» What is expected
Write out the full listing exactly.

» Entries provided
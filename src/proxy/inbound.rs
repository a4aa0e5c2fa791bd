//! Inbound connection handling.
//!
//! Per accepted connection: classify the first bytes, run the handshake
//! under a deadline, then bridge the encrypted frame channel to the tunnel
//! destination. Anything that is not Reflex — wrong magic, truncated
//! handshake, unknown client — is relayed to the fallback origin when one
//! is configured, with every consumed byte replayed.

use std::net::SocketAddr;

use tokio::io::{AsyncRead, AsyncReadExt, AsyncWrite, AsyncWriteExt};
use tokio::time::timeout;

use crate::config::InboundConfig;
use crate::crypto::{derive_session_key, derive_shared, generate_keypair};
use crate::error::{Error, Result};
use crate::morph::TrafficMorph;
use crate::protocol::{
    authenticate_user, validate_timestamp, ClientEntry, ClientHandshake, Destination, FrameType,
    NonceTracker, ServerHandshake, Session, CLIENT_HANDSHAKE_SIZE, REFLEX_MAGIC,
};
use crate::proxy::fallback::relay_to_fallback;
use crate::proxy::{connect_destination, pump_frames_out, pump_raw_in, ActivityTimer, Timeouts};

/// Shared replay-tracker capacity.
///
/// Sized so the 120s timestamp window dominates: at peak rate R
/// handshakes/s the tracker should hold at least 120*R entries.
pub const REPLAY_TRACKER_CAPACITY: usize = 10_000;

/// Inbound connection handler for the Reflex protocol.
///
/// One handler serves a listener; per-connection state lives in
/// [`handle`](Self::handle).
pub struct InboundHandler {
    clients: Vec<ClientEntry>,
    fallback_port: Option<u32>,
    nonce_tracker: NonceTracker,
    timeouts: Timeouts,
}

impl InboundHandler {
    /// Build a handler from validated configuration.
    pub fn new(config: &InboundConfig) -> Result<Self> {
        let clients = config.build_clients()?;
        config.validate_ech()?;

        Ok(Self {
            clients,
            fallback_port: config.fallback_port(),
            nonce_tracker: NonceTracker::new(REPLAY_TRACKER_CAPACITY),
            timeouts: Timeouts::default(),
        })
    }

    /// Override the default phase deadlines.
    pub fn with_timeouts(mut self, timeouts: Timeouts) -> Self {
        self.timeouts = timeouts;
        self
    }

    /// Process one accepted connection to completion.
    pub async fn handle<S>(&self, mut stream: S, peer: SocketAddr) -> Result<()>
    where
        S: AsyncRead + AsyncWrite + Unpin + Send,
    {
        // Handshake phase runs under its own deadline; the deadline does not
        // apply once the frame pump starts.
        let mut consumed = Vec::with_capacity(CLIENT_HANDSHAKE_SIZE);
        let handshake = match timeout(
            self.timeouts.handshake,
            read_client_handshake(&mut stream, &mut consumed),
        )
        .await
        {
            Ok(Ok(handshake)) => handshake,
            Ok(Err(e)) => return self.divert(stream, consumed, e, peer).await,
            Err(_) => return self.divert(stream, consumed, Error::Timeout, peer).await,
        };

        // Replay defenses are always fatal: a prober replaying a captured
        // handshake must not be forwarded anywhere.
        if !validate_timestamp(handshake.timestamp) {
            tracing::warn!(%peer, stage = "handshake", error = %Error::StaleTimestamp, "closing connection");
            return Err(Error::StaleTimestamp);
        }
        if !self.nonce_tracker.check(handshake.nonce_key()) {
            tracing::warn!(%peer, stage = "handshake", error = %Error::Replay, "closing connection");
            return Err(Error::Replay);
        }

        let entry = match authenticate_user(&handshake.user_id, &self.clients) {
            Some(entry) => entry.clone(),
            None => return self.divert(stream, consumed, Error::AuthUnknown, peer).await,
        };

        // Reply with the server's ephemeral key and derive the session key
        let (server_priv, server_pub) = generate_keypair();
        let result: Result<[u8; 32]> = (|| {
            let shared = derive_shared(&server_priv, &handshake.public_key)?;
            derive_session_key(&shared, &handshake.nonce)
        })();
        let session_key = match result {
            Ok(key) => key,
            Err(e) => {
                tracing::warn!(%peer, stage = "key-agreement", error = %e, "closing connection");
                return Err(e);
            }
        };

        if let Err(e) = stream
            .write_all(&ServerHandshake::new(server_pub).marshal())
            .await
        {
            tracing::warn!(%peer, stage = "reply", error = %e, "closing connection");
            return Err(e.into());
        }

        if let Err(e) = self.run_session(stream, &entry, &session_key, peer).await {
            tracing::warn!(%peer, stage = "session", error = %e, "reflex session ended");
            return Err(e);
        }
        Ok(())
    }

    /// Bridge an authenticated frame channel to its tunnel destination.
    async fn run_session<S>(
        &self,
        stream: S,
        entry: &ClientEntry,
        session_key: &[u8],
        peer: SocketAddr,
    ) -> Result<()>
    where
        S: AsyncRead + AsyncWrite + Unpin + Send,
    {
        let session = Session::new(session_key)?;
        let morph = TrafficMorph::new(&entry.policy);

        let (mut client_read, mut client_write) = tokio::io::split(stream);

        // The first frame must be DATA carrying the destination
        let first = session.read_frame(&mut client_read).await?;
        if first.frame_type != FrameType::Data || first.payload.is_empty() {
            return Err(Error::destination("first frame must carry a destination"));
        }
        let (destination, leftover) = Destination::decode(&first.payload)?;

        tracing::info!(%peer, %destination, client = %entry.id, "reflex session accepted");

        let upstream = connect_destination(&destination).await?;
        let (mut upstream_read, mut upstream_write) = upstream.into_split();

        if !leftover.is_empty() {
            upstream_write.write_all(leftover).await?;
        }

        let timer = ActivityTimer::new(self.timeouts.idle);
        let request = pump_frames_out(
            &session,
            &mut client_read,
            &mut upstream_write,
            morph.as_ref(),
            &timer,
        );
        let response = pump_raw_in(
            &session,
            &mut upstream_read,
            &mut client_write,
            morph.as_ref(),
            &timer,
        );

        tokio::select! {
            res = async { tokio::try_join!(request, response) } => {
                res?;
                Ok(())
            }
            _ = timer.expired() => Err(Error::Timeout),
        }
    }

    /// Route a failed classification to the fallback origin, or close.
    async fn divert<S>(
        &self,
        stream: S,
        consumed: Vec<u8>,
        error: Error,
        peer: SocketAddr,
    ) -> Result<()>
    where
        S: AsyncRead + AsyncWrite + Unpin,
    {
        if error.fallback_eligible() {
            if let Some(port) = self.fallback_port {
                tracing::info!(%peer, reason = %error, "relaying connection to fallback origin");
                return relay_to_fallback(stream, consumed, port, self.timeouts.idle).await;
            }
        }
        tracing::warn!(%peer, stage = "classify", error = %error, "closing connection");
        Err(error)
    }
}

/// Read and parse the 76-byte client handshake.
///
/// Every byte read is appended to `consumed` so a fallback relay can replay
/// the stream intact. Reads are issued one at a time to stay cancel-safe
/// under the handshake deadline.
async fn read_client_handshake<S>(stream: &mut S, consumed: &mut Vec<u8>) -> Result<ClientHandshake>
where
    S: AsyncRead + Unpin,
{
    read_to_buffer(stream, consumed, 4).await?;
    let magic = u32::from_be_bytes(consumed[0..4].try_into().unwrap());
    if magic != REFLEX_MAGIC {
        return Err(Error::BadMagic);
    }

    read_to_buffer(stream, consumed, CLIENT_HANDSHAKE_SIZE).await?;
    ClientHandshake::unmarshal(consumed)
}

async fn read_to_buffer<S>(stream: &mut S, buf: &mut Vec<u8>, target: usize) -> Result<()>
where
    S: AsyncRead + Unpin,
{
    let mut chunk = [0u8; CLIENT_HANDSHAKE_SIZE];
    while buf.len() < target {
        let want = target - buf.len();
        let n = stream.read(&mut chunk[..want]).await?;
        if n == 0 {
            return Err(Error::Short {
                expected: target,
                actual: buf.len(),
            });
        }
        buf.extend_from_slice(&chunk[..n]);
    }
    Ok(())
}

» Expected answer
filename src/proxy/inbound.rs
repository a4aa0e5c2fa791bd
//! Inbound connection handling.
//!
//! Per accepted connection: classify the first bytes, run the handshake
//! under a deadline, then bridge the encrypted frame channel to the tunnel
//! destination. Anything that is not Reflex — wrong magic, truncated
//! handshake, unknown client — is relayed to the fallback origin when one
//! is configured, with every consumed byte replayed.

use std::net::SocketAddr;

use tokio::io::{AsyncRead, AsyncReadExt, AsyncWrite, AsyncWriteExt};
use tokio::time::timeout;

use crate::config::InboundConfig;
use crate::crypto::{derive_session_key, derive_shared, generate_keypair};
use crate::error::{Error, Result};
use crate::morph::TrafficMorph;
use crate::protocol::{
    authenticate_user, validate_timestamp, ClientEntry, ClientHandshake, Destination, FrameType,
    NonceTracker, ServerHandshake, Session, CLIENT_HANDSHAKE_SIZE, REFLEX_MAGIC,
};
use crate::proxy::fallback::relay_to_fallback;
use crate::proxy::{connect_destination, pump_frames_out, pump_raw_in, ActivityTimer, Timeouts};

/// Shared replay-tracker capacity.
///
/// Sized so the 120s timestamp window dominates: at peak rate R
/// handshakes/s the tracker should hold at least 120*R entries.
pub const REPLAY_TRACKER_CAPACITY: usize = 10_000;

/// Inbound connection handler for the Reflex protocol.
///
/// One handler serves a listener; per-connection state lives in
/// [`handle`](Self::handle).
pub struct InboundHandler {
    clients: Vec<ClientEntry>,
    fallback_port: Option<u32>,
    nonce_tracker: NonceTracker,
    timeouts: Timeouts,
}

impl InboundHandler {
    /// Build a handler from validated configuration.
    pub fn new(config: &InboundConfig) -> Result<Self> {
        let clients = config.build_clients()?;
        config.validate_ech()?;

        Ok(Self {
            clients,
            fallback_port: config.fallback_port(),
            nonce_tracker: NonceTracker::new(REPLAY_TRACKER_CAPACITY),
            timeouts: Timeouts::default(),
        })
    }

    /// Override the default phase deadlines.
    pub fn with_timeouts(mut self, timeouts: Timeouts) -> Self {
        self.timeouts = timeouts;
        self
    }

    /// Process one accepted connection to completion.
    pub async fn handle<S>(&self, mut stream: S, peer: SocketAddr) -> Result<()>
    where
        S: AsyncRead + AsyncWrite + Unpin + Send,
    {
        // Handshake phase runs under its own deadline; the deadline does not
        // apply once the frame pump starts.
        let mut consumed = Vec::with_capacity(CLIENT_HANDSHAKE_SIZE);
        let handshake = match timeout(
            self.timeouts.handshake,
            read_client_handshake(&mut stream, &mut consumed),
        )
        .await
        {
            Ok(Ok(handshake)) => handshake,
            Ok(Err(e)) => return self.divert(stream, consumed, e, peer).await,
            Err(_) => return self.divert(stream, consumed, Error::Timeout, peer).await,
        };

        // Replay defenses are always fatal: a prober replaying a captured
        // handshake must not be forwarded anywhere.
        if !validate_timestamp(handshake.timestamp) {
            tracing::warn!(%peer, stage = "handshake", error = %Error::StaleTimestamp, "closing connection");
            return Err(Error::StaleTimestamp);
        }
        if !self.nonce_tracker.check(handshake.nonce_key()) {
            tracing::warn!(%peer, stage = "handshake", error = %Error::Replay, "closing connection");
            return Err(Error::Replay);
        }

        let entry = match authenticate_user(&handshake.user_id, &self.clients) {
            Some(entry) => entry.clone(),
            None => return self.divert(stream, consumed, Error::AuthUnknown, peer).await,
        };

        // Reply with the server's ephemeral key and derive the session key
        let (server_priv, server_pub) = generate_keypair();
        let result: Result<[u8; 32]> = (|| {
            let shared = derive_shared(&server_priv, &handshake.public_key)?;
            derive_session_key(&shared, &handshake.nonce)
        })();
        let session_key = match result {
            Ok(key) => key,
            Err(e) => {
                tracing::warn!(%peer, stage = "key-agreement", error = %e, "closing connection");
                return Err(e);
            }
        };

        if let Err(e) = stream
            .write_all(&ServerHandshake::new(server_pub).marshal())
            .await
        {
            tracing::warn!(%peer, stage = "reply", error = %e, "closing connection");
            return Err(e.into());
        }

        if let Err(e) = self.run_session(stream, &entry, &session_key, peer).await {
            tracing::warn!(%peer, stage = "session", error = %e, "reflex session ended");
            return Err(e);
        }
        Ok(())
    }

    /// Bridge an authenticated frame channel to its tunnel destination.
    async fn run_session<S>(
        &self,
        stream: S,
        entry: &ClientEntry,
        session_key: &[u8],
        peer: SocketAddr,
    ) -> Result<()>
    where
        S: AsyncRead + AsyncWrite + Unpin + Send,
    {
        let session = Session::new(session_key)?;
        let morph = TrafficMorph::new(&entry.policy);

        let (mut client_read, mut client_write) = tokio::io::split(stream);

        // The first frame must be DATA carrying the destination
        let first = session.read_frame(&mut client_read).await?;
        if first.frame_type != FrameType::Data || first.payload.is_empty() {
            return Err(Error::destination("first frame must carry a destination"));
        }
        let (destination, leftover) = Destination::decode(&first.payload)?;

        tracing::info!(%peer, %destination, client = %entry.id, "reflex session accepted");

        let upstream = connect_destination(&destination).await?;
        let (mut upstream_read, mut upstream_write) = upstream.into_split();

        if !leftover.is_empty() {
            upstream_write.write_all(leftover).await?;
        }

        let timer = ActivityTimer::new(self.timeouts.idle);
        let request = pump_frames_out(
            &session,
            &mut client_read,
            &mut upstream_write,
            morph.as_ref(),
            &timer,
        );
        let response = pump_raw_in(
            &session,
            &mut upstream_read,
            &mut client_write,
            morph.as_ref(),
            &timer,
        );

        tokio::select! {
            res = async { tokio::try_join!(request, response) } => {
                res?;
                Ok(())
            }
            _ = timer.expired() => Err(Error::Timeout),
        }
    }

    /// Route a failed classification to the fallback origin, or close.
    async fn divert<S>(
        &self,
        stream: S,
        consumed: Vec<u8>,
        error: Error,
        peer: SocketAddr,
    ) -> Result<()>
    where
        S: AsyncRead + AsyncWrite + Unpin,
    {
        if error.fallback_eligible() {
            if let Some(port) = self.fallback_port {
                tracing::info!(%peer, reason = %error, "relaying connection to fallback origin");
                return relay_to_fallback(stream, consumed, port, self.timeouts.idle).await;
            }
        }
        tracing::warn!(%peer, stage = "classify", error = %error, "closing connection");
        Err(error)
    }
}

/// Read and parse the 76-byte client handshake.
///
/// Every byte read is appended to `consumed` so a fallback relay can replay
/// the stream intact. Reads are issued one at a time to stay cancel-safe
/// under the handshake deadline.
async fn read_client_handshake<S>(stream: &mut S, consumed: &mut Vec<u8>) -> Result<ClientHandshake>
where
    S: AsyncRead + Unpin,
{
    read_to_buffer(stream, consumed, 4).await?;
    let magic = u32::from_be_bytes(consumed[0..4].try_into().unwrap());
    if magic != REFLEX_MAGIC {
        return Err(Error::BadMagic);
    }

    read_to_buffer(stream, consumed, CLIENT_HANDSHAKE_SIZE).await?;
    ClientHandshake::unmarshal(consumed)
}

async fn read_to_buffer<S>(stream: &mut S, buf: &mut Vec<u8>, target: usize) -> Result<()>
where
    S: AsyncRead + Unpin,
{
    let mut chunk = [0u8; CLIENT_HANDSHAKE_SIZE];
    while buf.len() < target {
        let want = target - buf.len();
        let n = stream.read(&mut chunk[..want]).await?;
        if n == 0 {
            return Err(Error::Short {
                expected: target,
                actual: buf.len(),
            });
        }
        buf.extend_from_slice(&chunk[..n]);
    }
    Ok(())
}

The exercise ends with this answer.